Ashleigh Brown: “One of the best reasons for continuing to use agencies for your recruitment would be that they cut out all the hard and time consuming work. They will only send you the best of all the applicants to review/interview. Good recruiters also network a lot within the industry and thus have access to a wide range of skill sets, which could prove very useful for some of the more challenging positions that you might have. It also pays to use industry specific recruiters to fill your requirements within FM as many of the generalist agencies do not understand FM at all.”
Simon Aspinall: “Not just still but more than ever! However, to make it work the client and recruitment agency need to work closely together so that the agency understands not just the role itself but also the structure, culture and strategy of the wider business and client takes appropriate advice from agency. It is probably true that more clients are attempting to recruit directly by using the easily accessible and wide variety of online tools, but that method can prove to be quite onerous and time consuming without necessarily identifying the best candidates.”

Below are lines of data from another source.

//! Windowed aggregation of packet observations.
//!
//! Every window the aggregator drains the ingestion queue, groups the
//! observations by source IP, scores and classifies each flow and publishes
//! the result. Empty windows fade the previous result instead of clearing it;
//! a stopped monitor clears it outright.

use std::collections::BTreeMap;
use std::sync::Arc;
use std::time::Duration;

use log::{debug, info, warn};
use serde::Serialize;
use tokio::sync::watch;
use tokio::time::{self, MissedTickBehavior};

use crate::core::blocklist::BlockList;
use crate::core::capture::{IngestionQueue, PacketObservation, Protocol};
use crate::core::classifier::classify;
use crate::core::persistence::{PersistenceQueue, PersistenceRecord};
use crate::core::scorer::{HeuristicScorer, RiskScorer};
use crate::core::snapshot::{AnalysisSnapshot, SnapshotPublisher};
use crate::core::state::MonitorState;
use crate::utils::{get_current_timestamp, per_second};

/// Per-source statistics for one window
#[derive(Debug, Clone, PartialEq, Eq, Default, Serialize)]
pub struct FlowStat {
    #[serde(rename = "ip")]
    pub source_ip: String,
    #[serde(rename = "flow_count")]
    pub packet_count: u64,
    pub total_bytes: u64,
    pub tcp_count: u64,
    pub udp_count: u64,
    pub icmp_count: u64,
    pub other_count: u64,
}

impl FlowStat {
    fn record(&mut self, observation: &PacketObservation) {
        self.packet_count += 1;
        self.total_bytes += observation.byte_length;
        match observation.protocol {
            Protocol::Tcp => self.tcp_count += 1,
            Protocol::Udp => self.udp_count += 1,
            Protocol::Icmp => self.icmp_count += 1,
            Protocol::Other => self.other_count += 1,
        }
    }
}

/// Group observations by source IP, ordered by IP.
pub fn aggregate(observations: &[PacketObservation]) -> Vec<FlowStat> {
    let mut flows: BTreeMap<&str, FlowStat> = BTreeMap::new();
    for observation in observations {
        flows
            .entry(observation.source_ip.as_str())
            .or_insert_with(|| FlowStat {
                source_ip: observation.source_ip.clone(),
                ..Default::default()
            })
            .record(observation);
    }
    flows.into_values().collect()
}

/// Aggregate, score and classify one non-empty window.
pub fn analyze_window(
    observations: &[PacketObservation],
    scorer: &dyn RiskScorer,
    window: Duration,
    timestamp: i64,
) -> AnalysisSnapshot {
    let stats = aggregate(observations);
    let mut scores = scorer.score(&stats);
    if scores.len() != stats.len() {
        warn!(
            "Scorer returned {} scores for {} flows. Falling back to threshold scoring.",
            scores.len(),
            stats.len()
        );
        metrics::increment_counter!("scorer_fallback_total");
        scores = HeuristicScorer.score(&stats);
    }
    let classified_flows = stats
        .into_iter()
        .zip(scores)
        .map(|(stat, risk)| classify(stat, risk.min(100)))
        .collect();

    AnalysisSnapshot {
        timestamp,
        total_packets: observations.len() as u64,
        inbound_rate: per_second(observations.len() as f64, window.as_secs()),
        classified_flows,
    }
}

/// Periodic window driver
pub struct WindowedAggregator {
    queue: IngestionQueue,
    scorer: Box<dyn RiskScorer>,
    publisher: Arc<SnapshotPublisher>,
    state: MonitorState,
    blocklist: Arc<BlockList>,
    persistence: Option<Arc<PersistenceQueue>>,
    window: Duration,
    decay_factor: f64,
}

impl WindowedAggregator {
    #[allow(clippy::too_many_arguments)]
    pub fn new(
        queue: IngestionQueue,
        scorer: Box<dyn RiskScorer>,
        publisher: Arc<SnapshotPublisher>,
        state: MonitorState,
        blocklist: Arc<BlockList>,
        persistence: Option<Arc<PersistenceQueue>>,
        window: Duration,
        decay_factor: f64,
    ) -> Self {
        Self {
            queue,
            scorer,
            publisher,
            state,
            blocklist,
            persistence,
            window,
            decay_factor,
        }
    }

    /// Process one window.
    pub async fn tick(&self) {
        if !self.state.is_monitoring() {
            self.publisher.publish(AnalysisSnapshot::empty(get_current_timestamp()));
            return;
        }

        let observations = self.queue.drain_all();
        if observations.is_empty() {
            let previous = self.publisher.read();
            self.publisher.publish(previous.decayed(self.decay_factor));
            return;
        }

        let snapshot = analyze_window(&observations, self.scorer.as_ref(), self.window, get_current_timestamp());
        info!(
            "[Analysis] {} flows from {} packets. Rate: {:.2} p/s",
            snapshot.classified_flows.len(),
            snapshot.total_packets,
            snapshot.inbound_rate
        );

        self.enqueue_records(&snapshot).await;
        self.publisher.publish(snapshot);
    }

    async fn enqueue_records(&self, snapshot: &AnalysisSnapshot) {
        let Some(queue) = &self.persistence else {
            return;
        };

        let blocked = self.blocklist.blocked_ips().await;
        let window_seconds = self.window.as_secs();
        let mut dropped = 0;
        for flow in &snapshot.classified_flows {
            let record = PersistenceRecord::from_flow(
                flow,
                snapshot.timestamp,
                window_seconds,
                blocked.contains(flow.ip()),
            );
            if !queue.try_enqueue(record) {
                dropped += 1;
            }
        }
        if dropped > 0 {
            debug!("Persistence queue full, {} flow records dropped", dropped);
        }
    }

    pub async fn run(self, mut shutdown: watch::Receiver<bool>) {
        info!("Starting analysis loop (every {} seconds)...", self.window.as_secs());
        let mut ticker = time::interval(self.window);
        ticker.set_missed_tick_behavior(MissedTickBehavior::Delay);
        ticker.tick().await;

        loop {
            tokio::select! {
                _ = ticker.tick() => self.tick().await,
                _ = shutdown.changed() => break,
            }
        }

        info!("Analysis loop stopped.");
    }
}

#[cfg(test)]
mod tests {
    use super::*;
    use crate::core::classifier::{DdosType, FlowStatus};
    use crate::core::mitigation::LogMitigator;
    use crate::core::persistence::persistence_queue;

    struct ShortScorer;

    impl RiskScorer for ShortScorer {
        fn score(&self, flows: &[FlowStat]) -> Vec<u8> {
            vec![0; flows.len().saturating_sub(1)]
        }
    }

    struct Harness {
        aggregator: WindowedAggregator,
        queue: IngestionQueue,
        publisher: Arc<SnapshotPublisher>,
        state: MonitorState,
        blocklist: Arc<BlockList>,
        records: Arc<PersistenceQueue>,
    }

    fn harness() -> Harness {
        let state = MonitorState::new(true);
        let queue = IngestionQueue::new(10_000, state.clone());
        let publisher = Arc::new(SnapshotPublisher::new());
        let blocklist = Arc::new(BlockList::new(Arc::new(LogMitigator)));
        let records = persistence_queue(5_000);
        let aggregator = WindowedAggregator::new(
            queue.clone(),
            Box::new(HeuristicScorer),
            publisher.clone(),
            state.clone(),
            blocklist.clone(),
            Some(records.clone()),
            Duration::from_secs(5),
            0.8,
        );
        Harness {
            aggregator,
            queue,
            publisher,
            state,
            blocklist,
            records,
        }
    }

    fn push(queue: &IngestionQueue, ip: &str, protocol: Protocol, count: usize, bytes: u64) {
        for _ in 0..count {
            queue.enqueue(PacketObservation::new(ip, bytes, protocol));
        }
    }

    #[test]
    fn test_aggregate_counts_add_up() {
        let observations = vec![
            PacketObservation::new("10.0.0.2", 100, Protocol::Tcp),
            PacketObservation::new("10.0.0.1", 40, Protocol::Udp),
            PacketObservation::new("10.0.0.2", 60, Protocol::Icmp),
            PacketObservation::new("10.0.0.2", 1, Protocol::Other),
        ];

        let stats = aggregate(&observations);
        assert_eq!(stats.len(), 2);
        assert_eq!(stats[0].source_ip, "10.0.0.1");

        let flow = &stats[1];
        assert_eq!(flow.packet_count, 3);
        assert_eq!(flow.total_bytes, 161);
        for stat in &stats {
            assert_eq!(stat.packet_count, stat.tcp_count + stat.udp_count + stat.icmp_count + stat.other_count);
        }
        assert_eq!(stats.iter().map(|s| s.total_bytes).sum::<u64>(), 201);
    }

    #[test]
    fn test_short_scores_keep_every_flow() {
        let mut observations = Vec::new();
        for _ in 0..60 {
            observations.push(PacketObservation::new("10.0.0.1", 100, Protocol::Udp));
        }
        observations.push(PacketObservation::new("10.0.0.2", 100, Protocol::Tcp));

        let snapshot = analyze_window(&observations, &ShortScorer, Duration::from_secs(5), 0);

        assert_eq!(snapshot.classified_flows.len(), 2);
        assert_eq!(snapshot.flow("10.0.0.1").unwrap().risk, 90);
        assert_eq!(snapshot.flow("10.0.0.2").unwrap().risk, 2);
    }

    #[tokio::test]
    async fn test_tcp_flood_window() {
        let h = harness();
        push(&h.queue, "10.0.0.5", Protocol::Tcp, 120, 1000);
        push(&h.queue, "10.0.0.5", Protocol::Udp, 10, 0);

        h.aggregator.tick().await;
        let snapshot = h.publisher.read();

        assert_eq!(snapshot.total_packets, 130);
        assert_eq!(snapshot.inbound_rate, 26.0);
        let flow = snapshot.flow("10.0.0.5").unwrap();
        assert_eq!(flow.stat.packet_count, 130);
        assert_eq!(flow.stat.total_bytes, 120_000);
        assert_eq!(flow.risk, 100);
        assert_eq!(flow.status, FlowStatus::DdosAttack);
        assert_eq!(flow.ddos_type, DdosType::TcpFlood);
        assert_eq!(flow.dominant_protocol, Protocol::Tcp);

        assert_eq!(h.records.len(), 1);
        assert!(h.queue.is_empty());
    }

    #[tokio::test]
    async fn test_empty_window_decays_rate_and_keeps_flows() {
        let h = harness();
        push(&h.queue, "10.0.0.5", Protocol::Tcp, 50, 64);
        h.aggregator.tick().await;
        let before = h.publisher.read();

        h.aggregator.tick().await;
        let after = h.publisher.read();

        assert_eq!(after.total_packets, 0);
        assert!((after.inbound_rate - before.inbound_rate * 0.8).abs() < 1e-9);
        assert_eq!(after.classified_flows, before.classified_flows);
        assert_eq!(h.records.len(), 1);
    }

    #[tokio::test]
    async fn test_stopped_monitor_zeroes_snapshot() {
        let h = harness();
        push(&h.queue, "10.0.0.5", Protocol::Udp, 80, 64);
        h.aggregator.tick().await;
        assert!(!h.publisher.read().classified_flows.is_empty());

        h.state.set_monitoring(false);
        h.aggregator.tick().await;
        let snapshot = h.publisher.read();

        assert_eq!(snapshot.total_packets, 0);
        assert_eq!(snapshot.inbound_rate, 0.0);
        assert!(snapshot.classified_flows.is_empty());
        assert!(snapshot.timestamp > 0);
    }

    #[tokio::test]
    async fn test_blocked_source_persisted_as_blocked() {
        let h = harness();
        h.blocklist.block("10.0.0.9", "manual").await;
        push(&h.queue, "10.0.0.9", Protocol::Tcp, 3, 64);
        push(&h.queue, "10.0.0.8", Protocol::Tcp, 3, 64);

        h.aggregator.tick().await;
        let records = h.records.drain_all();

        assert_eq!(records.len(), 2);
        assert_eq!(records[0].ip, "10.0.0.8");
        assert_eq!(records[0].status, "Normal");
        assert_eq!(records[1].status, "Blocked");
    }

    #[tokio::test]
    async fn test_run_exits_on_shutdown() {
        let h = harness();
        let (tx, rx) = watch::channel(false);
        let handle = tokio::spawn(h.aggregator.run(rx));

        tx.send(true).unwrap();
        tokio::time::timeout(Duration::from_secs(1), handle).await.unwrap().unwrap();
    }
}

“It is a competitive market so using a specialist agency where the consultants and researchers are highly experienced and knowledgeable in both the recruitment process and the industries covered is essential. Also, often the most suitable talent is not actively seeking a new role and this is where the agency can use their knowledge and experience to search and select the very best candidates to present to their client.”
Nikki Dallas: “A good recruitment consultant who is an expert in their field will save you time and money by finding you the right talent for your business, first time. Identifying and engaging talent can be time consuming, costly and can have disastrous effects if you don’t get it right. Employers often underestimate how effective a resource agencies can be in positively marketing your business in the industry.”